Individuals, groups of individuals, and often the state must join together to construct, operate and maintain the irrigation system as a whole.
Within a typical irrigation system there are three levels of community organization.
There is the individual or small informal group of individuals participating in the system at the field and tertiary level of conveyance and distribution.
36. There are the farmer collectives which form in structures as simple as informal organizations or as complex as irrigation districts.

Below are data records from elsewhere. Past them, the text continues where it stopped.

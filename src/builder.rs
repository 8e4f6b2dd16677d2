use {
    super::{CallConfig, ClusterResult, KeySpace, OperationConfig, StoreClientConfig},
    std::time::Duration,
};

/// Store client configuration builder.
///
/// Starts from defaults; `build()` validates the result.
#[derive(Debug, Clone, Default)]
pub struct StoreClientConfigBuilder(StoreClientConfig);

impl StoreClientConfigBuilder {
    /// Create new builder, with default settings.
    pub fn new() -> Self {
        Self::default()
    }

    /// Use a key space of given length.
    pub fn with_keyspace_length(mut self, length: u32) -> ClusterResult<Self> {
        self.0.keyspace = KeySpace::new(length)?;
        Ok(self)
    }

    /// Replace all call settings.
    pub fn with_call_config(mut self, call: CallConfig) -> Self {
        self.0.call = call;
        self
    }

    /// Replace all operation settings.
    pub fn with_operation_config(mut self, operation: OperationConfig) -> Self {
        self.0.operation = operation;
        self
    }

    /// Per-call timeouts for reads, deletes and listings.
    pub fn with_call_timeouts(mut self, get: Duration, delete: Duration, list: Duration) -> Self {
        self.0.call.get_call_timeout = get;
        self.0.call.delete_call_timeout = delete;
        self.0.call.list_call_timeout = list;
        self
    }

    /// Floor below which calls are not attempted.
    pub fn with_minimum_timeout(mut self, timeout: Duration) -> Self {
        self.0.call.minimum_timeout = timeout;
        self
    }

    /// Total time budgets of read and delete operations.
    pub fn with_operation_timeouts(mut self, get: Duration, delete: Duration) -> Self {
        self.0.operation.get_operation_timeout = get;
        self.0.operation.delete_operation_timeout = delete;
        self
    }

    /// Enable or disable retries altogether.
    pub fn with_retries(mut self, allow: bool) -> Self {
        self.0.operation.allow_retries = allow;
        self
    }

    /// Delay between retry rounds.
    pub fn with_retry_delay(mut self, delay: Duration) -> Self {
        self.0.operation.retry_delay = delay;
        self
    }

    /// Number of extra retry rounds, for reads and deletes.
    pub fn with_retry_rounds(mut self, get: u32, delete: u32) -> Self {
        self.0.operation.max_get_retry_rounds = get;
        self.0.operation.max_delete_retry_rounds = delete;
        self
    }

    /// Success thresholds of deletes.
    pub fn with_delete_thresholds(mut self, minimal: usize, optimal: usize, maximal: usize) -> Self {
        self.0.operation.minimal_oks = minimal;
        self.0.operation.optimal_oks = optimal;
        self.0.operation.maximal_oks = maximal;
        self
    }

    /// Build the configuration.
    pub fn build(self) -> ClusterResult<StoreClientConfig> {
        self.0.validate()?;
        Ok(self.0)
    }
}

These assume, in addition to operation and maintenance, responsibility for allocation and conflict resolution.
And then there is the state organization responsible for the water distribution and use at the project level.
37. Irrigation system designers should be aware that perhaps the most important goal of the irrigation community at all levels is the assurance of equity among its members.
Thus the operation, if not always the structure, of the irrigation system will tend to mirror the community view of sharing and allocation.
38. Irrigation often means a technological intervention in the agricultural system even if irrigation has been practiced locally for generations.
New technologies mean new operation and maintenance practices.
If the community is not sufficiently adaptable to change, some irrigation systems will not succeed.
39. External influences Conditions outside the sphere of agriculture affect and even dictate the type of system selected.
For example, national policies regarding foreign exchange, strengthening specific sectors of the local economy, or sufficiency in particular industries may lead to specific irrigation systems being utilized.
40. Key components in the manufacture or importation of system elements may not be available or cannot be efficiently serviced.
Since many irrigation projects are financed by outside donors and lenders, specific system configurations may be precluded because of international policies and attitudes.